Instructions for the task: Give the number of lines in the records below that include "SUCCESS". Reply with that number alone.

Data section:
--------------------------------

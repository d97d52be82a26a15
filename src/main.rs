//! `capcheck` — parse, format, and evaluate capability grammar strings
//! offline, without a running metadata service.

use std::process::ExitCode;
use std::sync::Arc;

use clap::Parser;
use tracing::{error, info};

use nscap::cli::{Cli, Command};
use nscap::config::{ConfigSource, FigmentConfig};
use nscap::idmap;
use nscap::policy::{Mask, Policy, Request};
use nscap::setup_tracing;

#[tokio::main]
async fn main() -> ExitCode {
    let cli = Cli::parse();

    if let Err(e) = setup_tracing(&cli.log_level, cli.log_format.as_deref()) {
        eprintln!("failed to set up tracing: {e}");
        return ExitCode::FAILURE;
    }

    let config = match FigmentConfig::load(cli.config.as_deref()) {
        Ok(config) => config,
        Err(e) => {
            error!("failed to load configuration: {e}");
            return ExitCode::FAILURE;
        }
    };

    match cli.command {
        Command::Format { caps } => run_format(&caps),
        Command::Check {
            caps,
            path,
            caller_uid,
            caller_gid,
            caller_gids,
            inode_uid,
            inode_gid,
            inode_mode,
            read,
            write,
            execute,
            chown,
            chgrp,
            set_vxattr,
            snapshot,
        } => run_check(
            &caps,
            &path,
            caller_uid,
            caller_gid,
            &caller_gids,
            inode_uid,
            inode_gid,
            &inode_mode,
            read,
            write,
            execute,
            chown,
            chgrp,
            set_vxattr,
            snapshot,
        ),
        Command::Idmap { caps, name } => run_idmap(&caps, &name, config).await,
    }
}

fn run_format(caps: &str) -> ExitCode {
    match Policy::parse(caps) {
        Ok(policy) => {
            println!("{}", policy.to_cap_string());
            ExitCode::SUCCESS
        }
        Err(e) => {
            eprintln!("{e}");
            ExitCode::from(2)
        }
    }
}

#[allow(clippy::too_many_arguments)]
fn run_check(
    caps: &str,
    path: &str,
    caller_uid: i64,
    caller_gid: u64,
    caller_gids: &[u64],
    inode_uid: i64,
    inode_gid: u64,
    inode_mode: &str,
    read: bool,
    write: bool,
    execute: bool,
    chown: Option<i64>,
    chgrp: Option<u64>,
    set_vxattr: bool,
    snapshot: bool,
) -> ExitCode {
    let policy = match Policy::parse(caps) {
        Ok(policy) => policy,
        Err(e) => {
            eprintln!("{e}");
            return ExitCode::from(2);
        }
    };

    let mode = match u32::from_str_radix(inode_mode.trim_start_matches("0o"), 8) {
        Ok(mode) => mode,
        Err(e) => {
            eprintln!("invalid --inode-mode `{inode_mode}`: {e}");
            return ExitCode::from(2);
        }
    };

    let mut mask = Mask::empty();
    if read {
        mask |= Mask::MAY_READ;
    }
    if write {
        mask |= Mask::MAY_WRITE;
    }
    if execute {
        mask |= Mask::MAY_EXECUTE;
    }
    if set_vxattr {
        mask |= Mask::MAY_SET_VXATTR;
    }
    if snapshot {
        mask |= Mask::MAY_SNAPSHOT;
    }
    if chown.is_some() {
        mask |= Mask::MAY_CHOWN;
    }
    if chgrp.is_some() {
        mask |= Mask::MAY_CHGRP;
    }

    let req = Request {
        inode_path: path,
        inode_uid,
        inode_gid,
        inode_mode: mode,
        caller_uid,
        caller_gid,
        caller_gid_list: Some(caller_gids),
        mask,
        new_uid: chown.unwrap_or(caller_uid),
        new_gid: chgrp.unwrap_or(caller_gid),
    };

    if policy.is_capable(&req) {
        println!("ALLOW");
        ExitCode::SUCCESS
    } else {
        println!("DENY");
        ExitCode::from(1)
    }
}

async fn run_idmap(caps: &str, name: &str, config: FigmentConfig) -> ExitCode {
    let mut policy = match Policy::parse(caps) {
        Ok(policy) => policy,
        Err(e) => {
            eprintln!("{e}");
            return ExitCode::from(2);
        }
    };

    let config: Arc<dyn ConfigSource> = Arc::new(config);
    policy.attach_config(config);

    let (ids, valid) = idmap::update_ids(&mut policy, name).await;
    if !valid {
        eprintln!("identity remap failed for `{name}`");
        return ExitCode::from(1);
    }

    info!(caller = name, ids = ?ids, "resolved identity");
    println!("{}", policy.to_cap_string());
    ExitCode::SUCCESS
}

--------------------------------

Written response: 3